Back by semi-popular demand this is a reprint and because I think it’s really funny. Also I’m reprinting this one because my brother, who says some of the most &%$#*@ up stuff in the world, is in the hospital. Goodnews though, yesterday he started calling the nurses “darlin'” so I know he’ll be ok.
*%$#* my dad and brother said.
Yeah, William Shatner has a bad show and he’s a pain in the *$% who says messed up &!)*, but I think we all have fathers with ridiculous ideas.
My dad, I Granger McDaniel, was a genius, a visionary, a war hero, but he said some *^@% up stuff.
I remember when I was a little girl, sitting at the table with my mom, dad and brothers,I started picking at my food, pushing the peas under the bread, because I was full and didn’t want to eat anymore. My mother told me I had to eat the rest of my dinner and Dad interrupted her , “Don’t make the girls clean their plates, the fat ones are hard to get married off”. Serisoulsy…he said that out loud.

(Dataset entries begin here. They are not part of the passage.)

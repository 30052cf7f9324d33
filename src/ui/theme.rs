//! Visual theme and styling.

use console::Style;

/// Styles for status lines.
#[derive(Debug, Clone)]
pub struct CatalogTheme {
    /// Style for success messages (green).
    pub success: Style,
    /// Style for warning messages (yellow).
    pub warning: Style,
    /// Style for error messages (red bold).
    pub error: Style,
}

impl Default for CatalogTheme {
    fn default() -> Self {
        Self::new()
    }
}

impl CatalogTheme {
    /// Create the default colored theme.
    pub fn new() -> Self {
        Self {
            success: Style::new().green(),
            warning: Style::new().yellow(),
            error: Style::new().red().bold(),
        }
    }

    /// Create a theme without colors (for non-TTY or --no-color).
    pub fn plain() -> Self {
        Self {
            success: Style::new(),
            warning: Style::new(),
            error: Style::new(),
        }
    }

    /// Format a success message (icon + text in green).
    pub fn format_success(&self, msg: &str) -> String {
        format!("{}", self.success.apply_to(format!("✓ {}", msg)))
    }

    /// Format a warning message (icon + text in yellow).
    pub fn format_warning(&self, msg: &str) -> String {
        format!("{}", self.warning.apply_to(format!("⚠ {}", msg)))
    }

    /// Format an error message (icon + text in red bold).
    pub fn format_error(&self, msg: &str) -> String {
        format!("{}", self.error.apply_to(format!("✗ {}", msg)))
    }
}

/// Whether stdout output should be colored.
pub fn should_use_colors() -> bool {
    // https://no-color.org/
    if std::env::var_os("NO_COLOR").is_some() {
        return false;
    }

    console::Term::stdout().is_term()
}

When I was four, I sat on Dad’s lap, played with his massive mustache and told him an epic story about bears and trolls and the fairies who lived in my underwear drawer. He laughed, shook his head and said, “Little girls, as soon as they can open their eyes they can flirt, as soon as they can open their mouths they can lie”. This was during the sixties when sexism was pretty white bread.
I Granger said some other absurd and brilliant things too, but maybe the two most important comments were a lot easier to follow. My two favorites were, “On any given day, anything can happen”. Think about it. That one is as right as rain. Miricles do happen, unbeatable teams loose, sometimes losers and long shots win. Anything is possible on any given day.
And finally, he would sit on the edge of my bed every night and remind me, “When your imagination accepts it as reality, it will inevitably become the truth”. For crazy people and little girls that’s a powerful mantra. It makes you brave no matter how enormous the enemy; it allows you to dream and believe the best can and will happen. That phrase allowed me to keep faith and hope alive, no matter how disastrous the situation. Obviously, those are re-phrased biblical ideas. My father wanted me to believe, to have faith and to see that everything is possible.
I hang on to my father’s words, all of them, the good and the bad, and too this day, I never ever clean my plate.